Marysville honors its history with period-appropriate activities (slide show)

MARYSVILLE — Lumberjacks, blacksmiths, wool-spinners, folk musicians and competitive pie-eaters of all ages were among the crowds that thronged Ebey Waterfront Park March 19, as Marysville celebrated its 125th birthday.

David Moses Sr. takes aim at the soda can at the bullseye of his axe-throwing target during the lumberjack competition at Ebey Waterfront Park March 19.

David Moses Sr. takes aim at the soda can at the bullseye of his axe-throwing target during the lumberjack competition at Ebey Waterfront Park March 19.

MARYSVILLE — Lumberjacks, blacksmiths, wool-spinners, folk musicians and competitive pie-eaters of all ages were among the crowds that thronged Ebey Waterfront Park March 19, as Marysville celebrated its 125th birthday.

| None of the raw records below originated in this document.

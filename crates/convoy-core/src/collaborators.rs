//! Narrow interfaces to the systems the orchestration core drives.
//!
//! Implementations are injected at construction time; nothing in the core
//! reaches for process-wide singletons.

use async_trait::async_trait;

use crate::app::AppSpec;
use crate::error::CollaboratorResult;
use crate::ids::{AppId, TaskId, Version};
use crate::task::Task;

/// The task supervision layer: owns launch/kill acknowledgement.
#[async_trait]
pub trait TaskSupervisor: Send + Sync {
    /// All live (staging or running) tasks of an app, across versions.
    async fn list_live_tasks(&self, app_id: &AppId) -> CollaboratorResult<Vec<Task>>;

    /// Request termination of a task. Killing an unknown task succeeds.
    async fn kill_task(&self, task_id: &TaskId) -> CollaboratorResult<()>;

    /// Tell the scheduling layer a task was killed for failing health checks
    /// so it can delay the app's next launch.
    async fn notify_unhealthy_task_killed(
        &self,
        app_id: &AppId,
        task_id: &TaskId,
    ) -> CollaboratorResult<()>;
}

/// The placement layer that turns "run N instances" into compute.
#[async_trait]
pub trait TaskLauncher: Send + Sync {
    /// Launch tasks of `app`'s version until `instances` are live. Never kills.
    async fn scale(&self, app: &AppSpec, instances: u32) -> CollaboratorResult<()>;

    /// Stop launching tasks of one version of an app.
    async fn stop(&self, app_id: &AppId, version: &Version) -> CollaboratorResult<()>;
}

/// Artifact resolution for an application version.
#[async_trait]
pub trait ArtifactStore: Send + Sync {
    /// Succeeds once every artifact of `app` is available.
    async fn resolve(&self, app: &AppSpec) -> CollaboratorResult<()>;
}
//! Per-application deployment locks.
//!
//! At any instant an application is owned by at most one deployment.
//! Acquisition is all-or-nothing: a deployment either locks every app it
//! touches or none of them.

use std::collections::{BTreeMap, BTreeSet, HashMap};

use tokio::sync::Mutex;
use tracing::{debug, info};

use convoy_core::{AppId, DeploymentId};

use crate::error::{DeployError, DeployResult};

#[derive(Debug, Default)]
pub struct LockManager {
    owners: Mutex<HashMap<AppId, DeploymentId>>,
}

impl LockManager {
    pub fn new() -> Self {
        Self::default()
    }

    /// Lock `apps` for `deployment`.
    ///
    /// Without `force`, any app owned by another deployment fails the whole
    /// request. With `force`, every lock held by a blocking deployment is
    /// released and the blockers are returned so the caller can cancel them.
    ///
    /// # Errors
    ///
    /// `DeploymentConflict` listing the blocking deployments.
    pub async fn acquire(
        &self,
        apps: &BTreeSet<AppId>,
        deployment: DeploymentId,
        force: bool,
    ) -> DeployResult<Vec<DeploymentId>> {
        let mut owners = self.owners.lock().await;

        let blockers: BTreeSet<DeploymentId> = apps
            .iter()
            .filter_map(|app| owners.get(app))
            .filter(|owner| **owner != deployment)
            .copied()
            .collect();

        if !blockers.is_empty() {
            if !force {
                debug!(%deployment, blockers = blockers.len(), "lock acquisition refused");
                return Err(DeployError::DeploymentConflict {
                    deployment_ids: blockers.into_iter().collect(),
                });
            }
            owners.retain(|_, owner| !blockers.contains(owner));
            info!(%deployment, preempted = blockers.len(), "locks taken over by force");
        }

        for app in apps {
            owners.insert(app.clone(), deployment);
        }
        Ok(blockers.into_iter().collect())
    }

    /// Release every lock held by `deployment`. Idempotent.
    pub async fn release(&self, deployment: DeploymentId) -> usize {
        let mut owners = self.owners.lock().await;
        let before = owners.len();
        owners.retain(|_, owner| *owner != deployment);
        let released = before - owners.len();
        if released > 0 {
            debug!(%deployment, released, "locks released");
        }
        released
    }

    pub async fn owner(&self, app_id: &AppId) -> Option<DeploymentId> {
        self.owners.lock().await.get(app_id).copied()
    }

    /// Snapshot of all held locks.
    pub async fn held(&self) -> BTreeMap<AppId, DeploymentId> {
        self.owners
            .lock()
            .await
            .iter()
            .map(|(app, owner)| (app.clone(), *owner))
            .collect()
    }
}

Father-and-son lumberjacks David Moses Sr. and Jr. were edged out by the intergenerational team of Jeff Skirvin and Gordy Maul through successive rounds of axe-throwing, underhand and standing block chopping, and hot, stock and double buck sawing.

Both Moses Sr. and Maul have been competing in timber sports since 1972, and were willing to stand on the quality of their woodwork, literally, during the springboard chop competition, which requires lumberjacks to make their way up trees by standing on boards that they’ve chopped holes for.

All four men have traveled the world to compete as lumberjacks — Moses Sr. to New Zealand and Jr. to Germany, Skirvin to the Netherlands and Maul to Indonesia — but the skills they demonstrated were familiar to those who have studied the history of logging in the Marysville area, albeit with a few key differences.

“It’s easy to make bullseyes in your back yard, but it’s a little tougher when everyone is watching you,” Skirvin told his audience in the stands.

Meanwhile, in another area of the celebration, Dave Dysart and Stu Stern welcomed onlookers as they practiced their craft, which was admittedly less showy than hitting a soda can at the center of a tree trunk target.

Before they retired, Dysart was a rocket engineer and Stern was a computer scientist, but their work as blacksmiths brought them together for a stint at the San Juan Island National Historical Park.

“I wanted to do something that was a little less heavy on science,” Stern said.

“It’s not engineering, but I’m still having fun working with steel,” Dysart said. “As a farmer in the old days, you had to learn how to be a blacksmith as well, because he had to repair your own tools.”

With their small, portable forge, Dysart and Stern created metal hangers for potted plants, twisting the heated bars before cooling them in water.

“The twists were strictly for ornamentation,” Stern said. “This was a style that was popular during the Civil War. Blacksmiths now are incredible artists, but their work was much simpler back then.”

Vendor Arlene Gowing came all the way from Lincoln City, Ore., to spin her yarn at the historical event.

“I used to watch the ladies at the state fairs do this, so I decided to take lessons,” Gowing said. “Once you learn how to relax, everything else about it becomes easy.”

Gowing laughed as she admitted to being a “SABLE,” or someone with “Stash Available Beyond Life Expectancy.”

She explained that the style of spinning wheel she was using, a “castle wheel,” was so named because it dated back to the castles of the Medieval era.

“It was invented in the East, and came to Europe through traffic on the spice routes,” Gowing said. “What I really hope people learn is how much time and effort it took to create cloth. A lot of kids think clothing just comes from the store. Creating your own clothes teaches you to appreciate what you have, and it’s a meditative exercise besides.”

A far less contemplative art was the day’s pie-eating contests, which ultimately drew the Strawberry Festival Royalty, along with an assortment of kids and adults.

“I like apples,” said 12-year-old Chase Chigbrow, the winner of the kids’ division during one of the four rounds, after polishing off his apple pie. “I’m a champion eater at home, too.”

Elizabeth Heideman entered the contest with her daughter Savannah, 10, but in spite of both getting plenty of marionberry pie on their faces, it was the elder Heideman who was named the adult champion.

“I’ve been preparing for this my whole life,” Heideman laughed. “My grandma always made pie for us kids, and if you didn’t get a piece ASAP, you didn’t get any pie.”

Heideman described her winning strategy as “chewing through the crust, straight down the middle, then slurping up the filling like a hoover.”

After musical performances by Conner Worley and Tiller’s Folly, the day’s festivities ended with a brief fireworks display over the water.